There are several wildcats around the world. An outstanding one among them is the Fossa (Cryptotecta forex)! This wild cat type animal is actually related to a mongoose and a civet. It has a wild cat body and a monkey tail. Wondering why this is a weird fusion? Let me walk you through their evolution.
Fossa is a mammal with cat behavior. However, their body features are related to mongoose and civet. Fossae and mongooses share the same ancestors. A fossa measures between 27 to 31 inches (less than 3 feet) long without including the tail. Its coat is short and dense, and is in a rich brown color with a gold tinge and a light colored belly. A fossa’s tail is very long, measuring from 26” to 28” (65 to 70 cm), which makes up half of its body weight. It looks prehensile, but its not. A mature fossa weighs from 12 to 15 lbs. (5.5 to 6.8 kg) for females and 13 to 19 lbs. (6.2 to 8.6 kg). Its long tail is conducive for balance, while it jumps and climbs.
The fossa is a mysterious rare animal. Interestingly, there are several legends fabricated around the fossa. Some say a fossa can contract its eye pupils to disappear completely. Most reflect the fossa as a cunning animal with devious nature. Another figment of imaginations are fossa goes into homes and steals babies from their cribs and a fossa’s saliva can put a human to deep trance allowing fossa to kill and eat.
The fossa is the main predator of Madagascar because it was marooned on the island for millions of years. It is a very intelligent, agile animal with retractable claws and ankle joints that twist and turn 180°. It is an excellent hunter and hunts small animals like fish, birds and wild pigs, but 50% of its diet are lemurs. It can outmaneuver the swiftest lemur; it can jump, scurry, dash, revealing a tawny blur. They’ve also been known for their teamwork on catching lemurs. A fossa uses its claws and forelimbs to catch its prey and kills with its sharp teeth bite in a flash.
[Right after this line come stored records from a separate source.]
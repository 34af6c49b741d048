use hyper::server::conn::http1;
use hyper::service::service_fn;
use hyper_util::rt::TokioIo;
use socket2::{Domain, Protocol, Socket, Type};
use std::net::SocketAddr;
use std::sync::atomic::{AtomicUsize, Ordering};
use std::sync::Arc;
use tokio::net::{TcpListener, TcpStream};

mod api;
mod config;
mod handler;
mod http;
mod logger;
mod lookup;
mod market;

fn main() -> Result<(), Box<dyn std::error::Error>> {
    let cfg = config::Config::load()?;
    logger::init(&cfg)?;

    let mut runtime_builder = tokio::runtime::Builder::new_multi_thread();
    runtime_builder.enable_all();

    if let Some(workers) = cfg.server.workers {
        runtime_builder.worker_threads(workers);
    }

    let runtime = runtime_builder.build()?;
    runtime.block_on(async_main(cfg))
}

async fn async_main(cfg: config::Config) -> Result<(), Box<dyn std::error::Error>> {
    let addr = cfg.get_socket_addr()?;
    let listener = create_reusable_listener(addr)?;

    let provider = Arc::new(market::yahoo::YahooFinanceClient::new(&cfg.provider)?);

    logger::log_server_start(&addr, &cfg);

    let state = Arc::new(config::AppState::new(cfg, provider));
    let active_connections = Arc::new(AtomicUsize::new(0));

    loop {
        match listener.accept().await {
            Ok((stream, peer_addr)) => {
                accept_connection(stream, peer_addr, &state, &active_connections);
            }
            Err(e) => {
                logger::log_error(&format!("Failed to accept connection: {e}"));
            }
        }
    }
}

/// Accept a connection, enforcing the configured connection limit.
fn accept_connection(
    stream: TcpStream,
    peer_addr: SocketAddr,
    state: &Arc<config::AppState>,
    conn_counter: &Arc<AtomicUsize>,
) {
    // Increment counter first, then check limit (prevents race condition)
    let prev_count = conn_counter.fetch_add(1, Ordering::SeqCst);

    if let Some(max_conn) = state.config.performance.max_connections {
        if prev_count >= max_conn as usize {
            // Exceeded limit: rollback counter and reject
            conn_counter.fetch_sub(1, Ordering::SeqCst);
            logger::log_warning(&format!(
                "Max connections reached: {prev_count}/{max_conn}. Connection rejected."
            ));
            drop(stream);
            return;
        }
    }

    if state.config.logging.access_log {
        logger::log_connection_accepted(&peer_addr);
    }

    handle_connection(stream, peer_addr, Arc::clone(state), Arc::clone(conn_counter));
}

/// Serve a single connection in a spawned task.
///
/// Wraps the stream in `TokioIo`, applies keep-alive and the configured
/// timeout, and decrements the connection counter when done.
fn handle_connection(
    stream: TcpStream,
    peer_addr: SocketAddr,
    state: Arc<config::AppState>,
    conn_counter: Arc<AtomicUsize>,
) {
    tokio::spawn(async move {
        let io = TokioIo::new(stream);

        let keep_alive_timeout = state.config.performance.keep_alive_timeout;
        let timeout_duration = std::time::Duration::from_secs(std::cmp::max(
            state.config.performance.read_timeout,
            state.config.performance.write_timeout,
        ));

        let mut builder = http1::Builder::new();
        if keep_alive_timeout > 0 {
            builder.keep_alive(true);
        }

        let service_state = Arc::clone(&state);
        let conn = builder.serve_connection(
            io,
            service_fn(move |req| {
                let state = Arc::clone(&service_state);
                async move { handler::handle_request(req, state, peer_addr).await }
            }),
        );

        match tokio::time::timeout(timeout_duration, conn).await {
            Ok(Ok(())) => {}
            Ok(Err(err)) => logger::log_connection_error(&err),
            Err(_) => {
                logger::log_warning(&format!(
                    "Connection from {peer_addr} timed out after {} seconds",
                    timeout_duration.as_secs()
                ));
            }
        }

        conn_counter.fetch_sub(1, Ordering::SeqCst);
    });
}

/// Create a `TcpListener` with `SO_REUSEPORT` and `SO_REUSEADDR` enabled.
///
/// This lets a replacement process bind the port while an old instance is
/// still draining, and tolerates sockets in TIME_WAIT after a restart.
fn create_reusable_listener(addr: SocketAddr) -> std::io::Result<TcpListener> {
    let domain = if addr.is_ipv4() {
        Domain::IPV4
    } else {
        Domain::IPV6
    };

    let socket = Socket::new(domain, Type::STREAM, Some(Protocol::TCP))?;

    socket.set_reuse_port(true)?;
    socket.set_reuse_address(true)?;

    // Non-blocking mode for async compatibility
    socket.set_nonblocking(true)?;

    socket.bind(&addr.into())?;
    socket.listen(128)?;

    let std_listener: std::net::TcpListener = socket.into();
    TcpListener::from_std(std_listener)
}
A fossa is a solitary animal and its home ranges rarely overlap. They communicate using their scent. They vocalize only during breeding and nurturing. A fossa is ready to start its own family when it is about four years old. A mother usually gives birth to 4-6 cubs in a hole. They are white-haired and their eyes are closed when they are born. Their eyes open for the first time when
the pup is 2-3 weeks old which is also the time their fur begins to darken. They don’t leave the den until 4-5 months and further they rely on
their mother for another 8 months. They make a mewling sound to get their mother’s attention. They finally leave when the pup is 2 years old, and it can eat meat by then. They don’t meet until the breeding season in late fall.
The fossa is a very endangered wildcat. It has threats for extinction. The f ossa is very
important to the environment, so Madagascar's wildlife population is balanced. The biggest threat it's facing is the destruction of its habitat. They also have to compete with species like civets and diseases like rabies. The fabricated stories is yet another hurdle the fossa's face with the villagers. In Madagascar, fossae rely on lemurs and lemurs rely on the habitat on the food chain. With the threat of Madagascar’s habitat degradation, these animals are highly threatened.
Fossae aren’t alone though, ecotourism is aiding their preservation! Ecotourism is where people visit Madagascar's forests and admire them. With the money made, people are speaking out about the devastation of forests and stopping them from being destroyed.
Tip: Fossae is the plural form for Fossa.